While it could be argued that by purchasing these tax credits, Apple is helping start ups in the area, the Philadelphia Inquirer claims that Apple is trying to reduce its tax liability in Pennsylvania by buying up the tax credits.
According to the Pennsylvania Department of Community and Economic Development's (DCED) 2012 report on the Keystone Innovation Zone (KIZ) tax credit program, Apple was the biggest buyer of tax credits, having acquired 32 approved tax credits worth $2.33 million that year.
The KIZ program provides tax credits to for-profit companies that are less than eight years old operating within specific targeted industries within the boundaries of a Keystone Innovation Zone (KIZ) Program. There is a total pool of up to $25 million in tax credits available to KIZ companies annually, and the KIZ tax credit program significantly contributes to the ability of young KIZ companies to transition through the stages of growth, according to the explanation of the scheme on the Pennsylvania Department of Community & Economic Development.
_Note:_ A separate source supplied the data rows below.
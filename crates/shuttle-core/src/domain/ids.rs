//! Domain identifiers (strongly-typed IDs).
//!
//! ULID ベースの `Id<T>` を Phantom type でマーカー付けします。
//! - 生成順でソートできるので、ログ上で enqueue 順を追いやすい
//! - `TaskId` と `ConnectionId` はコンパイル時に混同できない

use serde::{Deserialize, Serialize};
use std::fmt;
use std::marker::PhantomData;
use ulid::Ulid;

/// IdMarker は各 ID 型のマーカー trait
pub trait IdMarker: Send + Sync + 'static {
    /// Display で使うプレフィックス（例: "task-"）
    fn prefix() -> &'static str;
}

/// ジェネリック ID 型
#[repr(transparent)]
#[derive(Debug, Clone, Copy, PartialEq, Eq, Hash, PartialOrd, Ord, Serialize, Deserialize)]
pub struct Id<T: IdMarker> {
    ulid: Ulid,
    #[serde(skip)]
    _marker: PhantomData<T>,
}

impl<T: IdMarker> Id<T> {
    pub fn from_ulid(ulid: Ulid) -> Self {
        Self {
            ulid,
            _marker: PhantomData,
        }
    }

    pub fn as_ulid(&self) -> Ulid {
        self.ulid
    }
}

impl<T: IdMarker> From<Ulid> for Id<T> {
    fn from(ulid: Ulid) -> Self {
        Self::from_ulid(ulid)
    }
}

impl<T: IdMarker> fmt::Display for Id<T> {
    fn fmt(&self, f: &mut fmt::Formatter<'_>) -> fmt::Result {
        write!(f, "{}{}", T::prefix(), self.ulid)
    }
}

/// Task のマーカー型
#[derive(Debug, Clone, Copy, PartialEq, Eq, Hash, PartialOrd, Ord)]
pub enum Task {}

impl IdMarker for Task {
    fn prefix() -> &'static str {
        "task-"
    }
}

/// Connection のマーカー型
#[derive(Debug, Clone, Copy, PartialEq, Eq, Hash, PartialOrd, Ord)]
pub enum Connection {}

impl IdMarker for Connection {
    fn prefix() -> &'static str {
        "conn-"
    }
}

/// Identifier of one dispatched call.
pub type TaskId = Id<Task>;

/// Identifier of a ConnectionHandle, used in log fields.
pub type ConnectionId = Id<Connection>;
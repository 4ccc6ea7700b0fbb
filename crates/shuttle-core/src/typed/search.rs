//! Prefix / Suffix - alias の前方・後方一致検索
//!
//! alias が検索パターンを兼ねます。`maxCount` は必須で、0 以下なら
//! native 側が `INVALID_ARGUMENT` を返します。

use crate::app::binder::Shape;
use crate::app::dispatcher::Dispatcher;
use crate::app::marshal::StringArrayResult;
use crate::domain::errors::BindError;
use crate::domain::ids::TaskId;
use crate::domain::task::Output;
use crate::domain::value::Value;

use super::entity::{Entity, EntityRef};
use super::registry::{EntityKind, Method};

#[derive(Debug, Clone)]
pub struct Prefix {
    base: EntityRef,
}

#[derive(Debug, Clone)]
pub struct Suffix {
    base: EntityRef,
}

impl Entity for Prefix {
    fn base(&self) -> &EntityRef {
        &self.base
    }
}

impl Entity for Suffix {
    fn base(&self) -> &EntityRef {
        &self.base
    }
}

impl Prefix {
    /// `getEntries(maxCount, callback(error, aliases))`
    pub fn get_entries(&self, dispatcher: &Dispatcher, args: Vec<Value>) -> Result<TaskId, BindError> {
        self.queue::<StringArrayResult, _>(dispatcher, args, Shape::MaxCount, |s, t| {
            s.prefix_entries(&t.alias, t.input.integer()?).map(Output::Strings)
        })
    }
}

impl Suffix {
    pub fn get_entries(&self, dispatcher: &Dispatcher, args: Vec<Value>) -> Result<TaskId, BindError> {
        self.queue::<StringArrayResult, _>(dispatcher, args, Shape::MaxCount, |s, t| {
            s.suffix_entries(&t.alias, t.input.integer()?).map(Output::Strings)
        })
    }
}

impl EntityKind for Prefix {
    const KIND: &'static str = "prefix";

    fn from_ref(base: EntityRef) -> Self {
        Self { base }
    }

    fn methods() -> Vec<Method<Self>> {
        vec![Method::new("getEntries", Self::get_entries)]
    }
}

impl EntityKind for Suffix {
    const KIND: &'static str = "suffix";

    fn from_ref(base: EntityRef) -> Self {
        Self { base }
    }

    fn methods() -> Vec<Method<Self>> {
        vec![Method::new("getEntries", Self::get_entries)]
    }
}

#[cfg(test)]
mod tests {
    use super::*;
    use crate::domain::errors::ErrorCode;
    use crate::typed::integer::Integer;
    use crate::typed::testing::{Harness, error_of};

    async fn seed(h: &Harness) {
        for alias in ["user.1", "user.2", "order.1"] {
            let n = Integer::from_ref(h.entity_ref(alias));
            h.call(vec![Value::from(0i64)], |d, a| n.put(d, a)).await;
        }
    }

    fn names(argv: &[Value]) -> Vec<String> {
        let mut names: Vec<String> = argv[1]
            .as_array()
            .unwrap()
            .iter()
            .filter_map(|v| v.as_str().map(str::to_string))
            .collect();
        names.sort();
        names
    }

    #[tokio::test]
    async fn prefix_and_suffix_match() {
        let h = Harness::connected();
        seed(&h).await;

        let prefix = Prefix::from_ref(h.entity_ref("user."));
        let argv = h.call(vec![Value::from(10i64)], |d, a| prefix.get_entries(d, a)).await;
        assert_eq!(names(&argv), vec!["user.1", "user.2"]);

        let suffix = Suffix::from_ref(h.entity_ref(".1"));
        let argv = h.call(vec![Value::from(10i64)], |d, a| suffix.get_entries(d, a)).await;
        assert_eq!(names(&argv), vec!["order.1", "user.1"]);
    }

    #[tokio::test]
    async fn max_count_must_be_positive() {
        let h = Harness::connected();
        let prefix = Prefix::from_ref(h.entity_ref("user."));

        let argv = h.call(vec![Value::from(0i64)], |d, a| prefix.get_entries(d, a)).await;
        assert_eq!(error_of(&argv), Some(ErrorCode::INVALID_ARGUMENT));
        assert_eq!(argv[1].as_array().map(<[Value]>::len), Some(0));
    }

    #[tokio::test]
    async fn max_count_is_required() {
        let h = Harness::connected();
        let prefix = Prefix::from_ref(h.entity_ref("user."));

        let err = prefix
            .get_entries(&h.dispatcher, vec![Value::function(|_| {})])
            .unwrap_err();
        assert_eq!(err, BindError::InvalidArgument { position: 0, expected: "integer" });
    }
}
"This innovative tax credit helps build strong relationships between businesses and universities to create good-paying jobs for graduates right here at home," DCED Secretary C. Alan Walker told the Economic Development Blog.
EcoTech co-founder Marine Patrick Clasen told the site: "Our first tax credits helped us overcome a negative cash-flow situation early on giving us enough breathing room to grow and meet customer demand."
According to the Philadelphia Inquirer, small companies got between 88 cents and 92.8 cents on the dollar when they sold their credits through a broker recently.